Hat jeder Anspruch auf Überstunden?
Die meisten Arbeitnehmer haben Anspruch auf Überstunden. Befreiungen von Überstunden gibt es für bestimmte Arten von Arbeit und Beschäftigung und sie basieren auf Ihren tatsächlichen beruflichen Aufgaben, nicht auf Ihrer Berufsbezeichnung. Darüber hinaus sind die Regeln für den Anspruch auf Freistunden sehr streng, und Ihr Arbeitgeber muss zweifelsfrei nachweisen, dass Ihre beruflichen Pflichten eindeutig in eine der freigestellten Kategorien fallen, um Ihnen die Bezahlung von Überstunden zu verweigern.
Wenn ich ein Gehalt bekomme, bin ich von der Überstundenvergütung befreit?
Viele Menschen glauben fälschlicherweise, dass sie, wenn sie für eine Gehaltsposition eingestellt werden, ihren Anspruch auf Überstundenvergütung aufgeben. Dies ist oft nicht der Fall, und einige Arbeitgeber nutzen dieses Missverständnis, um mehr Stunden aus ihren Mitarbeitern herauszuholen, ohne ihnen Überstunden zu zahlen. Einige Angestellte sind ausgenommen, aber wie oben erwähnt, müssen sie die spezifischen Vorschriften und genauen Qualifikationen erfüllen, um für die Befreiung von der Überstundenvergütung zugelassen zu werden. Ihre beruflichen Pflichten spielen die größte Rolle bei der Bestimmung der Befreiung, nicht so sehr, wie Sie bezahlt werden oder wie Ihr Arbeitsstatus auf der Gehaltsliste gekennzeichnet ist.
Kann mein Arbeitgeber Überstunden einbehalten, weil ich sie nicht vorher mit ihm geklärt habe?

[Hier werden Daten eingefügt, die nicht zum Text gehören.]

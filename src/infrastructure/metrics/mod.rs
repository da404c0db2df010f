//! Prometheus Metrics Module
//!
//! Provides application-wide metrics collection using Prometheus.
//!
//! # Metrics Collected
//! - Chat commands by name and reply status
//! - Command handling latency histograms
//! - Reward grants and coins granted
//! - Coins moved by transfers
//! - Gambling plays by variant and outcome

use once_cell::sync::Lazy;
use prometheus::{
    Encoder, HistogramOpts, HistogramVec, IntCounter, IntCounterVec, Opts, Registry, TextEncoder,
};

/// Global metrics registry
pub static REGISTRY: Lazy<Registry> = Lazy::new(|| {
    let registry = Registry::new();
    register_metrics(&registry);
    registry
});

/// Command counter - tracks handled commands by name and reply status
pub static COMMANDS_TOTAL: Lazy<IntCounterVec> = Lazy::new(|| {
    IntCounterVec::new(
        Opts::new("commands_total", "Total number of chat commands handled").namespace("cheapo_bot"),
        &["command", "status"],
    )
    .expect("Failed to create COMMANDS_TOTAL metric")
});

/// Command latency histogram - time from parse to reply, in seconds
pub static COMMAND_DURATION_SECONDS: Lazy<HistogramVec> = Lazy::new(|| {
    let buckets = vec![0.001, 0.005, 0.01, 0.025, 0.05, 0.1, 0.25, 0.5, 1.0, 2.5];
    HistogramVec::new(
        HistogramOpts::new("command_duration_seconds", "Chat command latency in seconds")
            .namespace("cheapo_bot")
            .buckets(buckets),
        &["command"],
    )
    .expect("Failed to create COMMAND_DURATION_SECONDS metric")
});

/// Reward grants triggered by message milestones
pub static REWARDS_GRANTED_TOTAL: Lazy<IntCounter> = Lazy::new(|| {
    IntCounter::with_opts(
        Opts::new("rewards_granted_total", "Total number of message rewards granted")
            .namespace("cheapo_bot"),
    )
    .expect("Failed to create REWARDS_GRANTED_TOTAL metric")
});

/// Coins paid out by message rewards
pub static COINS_REWARDED_TOTAL: Lazy<IntCounter> = Lazy::new(|| {
    IntCounter::with_opts(
        Opts::new("coins_rewarded_total", "Total coins paid out as message rewards")
            .namespace("cheapo_bot"),
    )
    .expect("Failed to create COINS_REWARDED_TOTAL metric")
});

/// Coins moved by successful transfers
pub static COINS_TRANSFERRED_TOTAL: Lazy<IntCounter> = Lazy::new(|| {
    IntCounter::with_opts(
        Opts::new("coins_transferred_total", "Total coins moved between users")
            .namespace("cheapo_bot"),
    )
    .expect("Failed to create COINS_TRANSFERRED_TOTAL metric")
});

/// Gambling plays by variant and outcome
pub static GAMBLING_PLAYS_TOTAL: Lazy<IntCounterVec> = Lazy::new(|| {
    IntCounterVec::new(
        Opts::new("gambling_plays_total", "Total number of settled gambling plays")
            .namespace("cheapo_bot"),
        &["variant", "outcome"],
    )
    .expect("Failed to create GAMBLING_PLAYS_TOTAL metric")
});

/// Register all metrics with the registry
fn register_metrics(registry: &Registry) {
    registry
        .register(Box::new(COMMANDS_TOTAL.clone()))
        .expect("Failed to register COMMANDS_TOTAL");
    registry
        .register(Box::new(COMMAND_DURATION_SECONDS.clone()))
        .expect("Failed to register COMMAND_DURATION_SECONDS");
    registry
        .register(Box::new(REWARDS_GRANTED_TOTAL.clone()))
        .expect("Failed to register REWARDS_GRANTED_TOTAL");
    registry
        .register(Box::new(COINS_REWARDED_TOTAL.clone()))
        .expect("Failed to register COINS_REWARDED_TOTAL");
    registry
        .register(Box::new(COINS_TRANSFERRED_TOTAL.clone()))
        .expect("Failed to register COINS_TRANSFERRED_TOTAL");
    registry
        .register(Box::new(GAMBLING_PLAYS_TOTAL.clone()))
        .expect("Failed to register GAMBLING_PLAYS_TOTAL");
}

/// Collect and encode all metrics as Prometheus text format
pub fn gather_metrics() -> String {
    let encoder = TextEncoder::new();
    let metric_families = REGISTRY.gather();
    let mut buffer = Vec::new();
    if let Err(e) = encoder.encode(&metric_families, &mut buffer) {
        tracing::error!("Failed to encode metrics: {}", e);
        return String::new();
    }
    String::from_utf8(buffer).unwrap_or_default()
}

/// Helper to record a handled command
pub fn record_command(command: &str, status: &str, duration_secs: f64) {
    COMMANDS_TOTAL.with_label_values(&[command, status]).inc();
    COMMAND_DURATION_SECONDS
        .with_label_values(&[command])
        .observe(duration_secs);
}

/// Helper to record a reward grant of `amount` coins
pub fn record_reward(amount: i64) {
    REWARDS_GRANTED_TOTAL.inc();
    COINS_REWARDED_TOTAL.inc_by(u64::try_from(amount).unwrap_or(0));
}

/// Helper to record a completed transfer
pub fn record_transfer(amount: i64) {
    COINS_TRANSFERRED_TOTAL.inc_by(u64::try_from(amount).unwrap_or(0));
}

/// Helper to record a settled gambling play
pub fn record_gambling_play(variant: &str, outcome: &str) {
    GAMBLING_PLAYS_TOTAL
        .with_label_values(&[variant, outcome])
        .inc();
}
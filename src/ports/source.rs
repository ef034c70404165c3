//! Source Adapter Port - Upstream Price Provider Interface
//!
//! Every provider (terminal gateway, WebSocket feed, simulator)
//! implements this trait, normalizing its own protocol and quirks
//! into the common `Tick` shape and the shared error taxonomy. The
//! failover controller only ever talks to this interface.

use async_trait::async_trait;
use thiserror::Error;

use crate::domain::tick::{SourceId, Tick};

/// Shared upstream error taxonomy.
///
/// None of these is fatal to the process: connect failures are
/// retried with backoff, protocol errors drop the offending message,
/// staleness and closure trigger failover to the next provider.
#[derive(Debug, Error)]
pub enum FeedError {
    /// Transport or handshake failure while establishing a session.
    /// The field is `id`, not `source`: thiserror reserves `source`
    /// for the error-chain cause.
    #[error("{id} connect failed: {reason}")]
    Connect { id: SourceId, reason: String },

    /// Malformed upstream data; the message is dropped.
    #[error("malformed upstream message: {0}")]
    Protocol(String),

    /// No tick within the staleness bound.
    #[error("no tick received for {elapsed_ms} ms")]
    Stale { elapsed_ms: u64 },

    /// The provider ended the stream (EOF, close frame, disconnect).
    #[error("upstream closed the stream")]
    Closed,
}

impl FeedError {
    /// Protocol errors are recoverable in place; everything else
    /// tears down the session.
    pub fn is_session_fatal(&self) -> bool {
        !matches!(self, Self::Protocol(_))
    }
}

/// Uniform capability set of an upstream price provider.
///
/// Contract: `connect` before `next_tick`; `next_tick` suspends until
/// a tick arrives or the session fails; `disconnect` is idempotent.
/// Adapters own per-session state only; a disconnected adapter can
/// be reconnected or dropped freely.
#[async_trait]
pub trait SourceAdapter: Send + 'static {
    /// Stable identity of this provider.
    fn id(&self) -> SourceId;

    /// Establish a session. Errors map to `FeedError::Connect`.
    async fn connect(&mut self) -> Result<(), FeedError>;

    /// Tear the session down. Safe to call when not connected.
    async fn disconnect(&mut self);

    /// Next normalized tick. `FeedError::Closed` on end of stream.
    async fn next_tick(&mut self) -> Result<Tick, FeedError>;
}

/// Boxed adapter as handled by the controller.
pub type BoxedSource = Box<dyn SourceAdapter>;

/// Factory producing a fresh adapter instance per session attempt.
///
/// The controller needs new instances for background probing while an
/// older session is still streaming, so providers are registered as
/// factories rather than single adapters.
pub type SourceFactory = Box<dyn Fn() -> BoxedSource + Send + Sync>;
//! Indicator State Manager - Incremental Derived-State Pipeline
//!
//! Drives one indicator engine per instrument off the price stream:
//! ticks are rolled into fixed-interval bars, each closed bar updates
//! the engine in O(1), and value changes are published as events and
//! scheduled for persistence. Persistence is asynchronous and
//! coalesced: a dedicated writer always stores the latest snapshot,
//! so rapid updates collapse into one write and a failed write is
//! retried without ever blocking tick processing.
//!
//! On startup the manager loads its persisted snapshot (engines plus
//! derived state) and resumes without recomputation; the first change
//! event after such a resume carries `resumed_with_gap` since the
//! stream gap is tolerated, not back-filled.

use std::collections::{HashMap, HashSet};
use std::sync::{Arc, Mutex, RwLock};
use std::time::Duration;

use anyhow::Result;
use chrono::{DateTime, Utc};
use serde::de::DeserializeOwned;
use serde::{Deserialize, Serialize};
use tokio::sync::{broadcast, Notify};
use tracing::{debug, info, warn};

use crate::domain::indicator::{Indicator, IndicatorKind, IndicatorState};
use crate::domain::tick::{Bar, BarAggregator, Instrument, Tick};
use crate::ports::indicator_store::{IndicatorStore, SNAPSHOT_VERSION};
use crate::stream::StreamSubscription;

/// Delay before retrying a failed persistence write.
const WRITE_RETRY: Duration = Duration::from_secs(2);

/// Full persisted document for one indicator kind: engine internals
/// and derived state per instrument, versioned.
#[derive(Debug, Serialize, Deserialize)]
pub struct IndicatorSnapshot<I> {
    pub version: u32,
    pub kind: IndicatorKind,
    pub saved_at: DateTime<Utc>,
    pub entries: HashMap<Instrument, SnapshotEntry<I>>,
}

#[derive(Debug, Serialize, Deserialize)]
pub struct SnapshotEntry<I> {
    pub engine: I,
    pub state: IndicatorState,
}

type SharedStates = Arc<RwLock<HashMap<Instrument, IndicatorState>>>;

/// Non-blocking read handle over an indicator's derived state.
#[derive(Clone)]
pub struct IndicatorReader {
    kind: IndicatorKind,
    states: SharedStates,
}

impl IndicatorReader {
    pub fn kind(&self) -> IndicatorKind {
        self.kind
    }

    /// Latest derived state for one instrument, if any bar closed yet.
    pub fn state(&self, instrument: &str) -> Option<IndicatorState> {
        let states = match self.states.read() {
            Ok(guard) => guard,
            Err(poisoned) => poisoned.into_inner(),
        };
        states.get(instrument).cloned()
    }

    /// All instruments' derived state, sorted by instrument.
    pub fn all(&self) -> Vec<IndicatorState> {
        let states = match self.states.read() {
            Ok(guard) => guard,
            Err(poisoned) => poisoned.into_inner(),
        };
        let mut out: Vec<IndicatorState> = states.values().cloned().collect();
        out.sort_by(|a, b| a.instrument.cmp(&b.instrument));
        out
    }
}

Auch dies ist ein häufiges Missverständnis, das viele Arbeitnehmer haben, und Tausende von Arbeitnehmern verzichten alle Jahre auf die ihnen zustehende Überstundenvergütung, weil sie glauben, dass sie ihren Arbeitgeber benachrichtigen müssen, bevor sie ihre Standardarbeitszeit überschreiten. Dies ist überhaupt nicht der Fall. Tatsächlich ist Ihr Arbeitgeber dafür verantwortlich, Ihre Stunden zu verfolgen und zu kontrollieren. Sie sollen die tägliche An- und Abmeldung ihrer Mitarbeiter überwachen und überwachen, wo Sie mit Ihren Stunden stehen, bevor sie Ihnen Arbeiten zuweisen, die Sie in Überstunden treiben könnten. Arbeitgeber sind verpflichtet, Überstunden zu bezahlen, solange die Arbeit auf der Uhr geleistet wurde und Teil Ihrer regelmäßigen Arbeit war – wenn Sie nachweisen können, dass Sie die Überstunden als Teil Ihrer normalen Arbeitsroutine für die Woche geleistet haben und tatsächlich auf der Uhr waren , dann ist Ihr Arbeitgeber verpflichtet, die Überstunden zu bezahlen.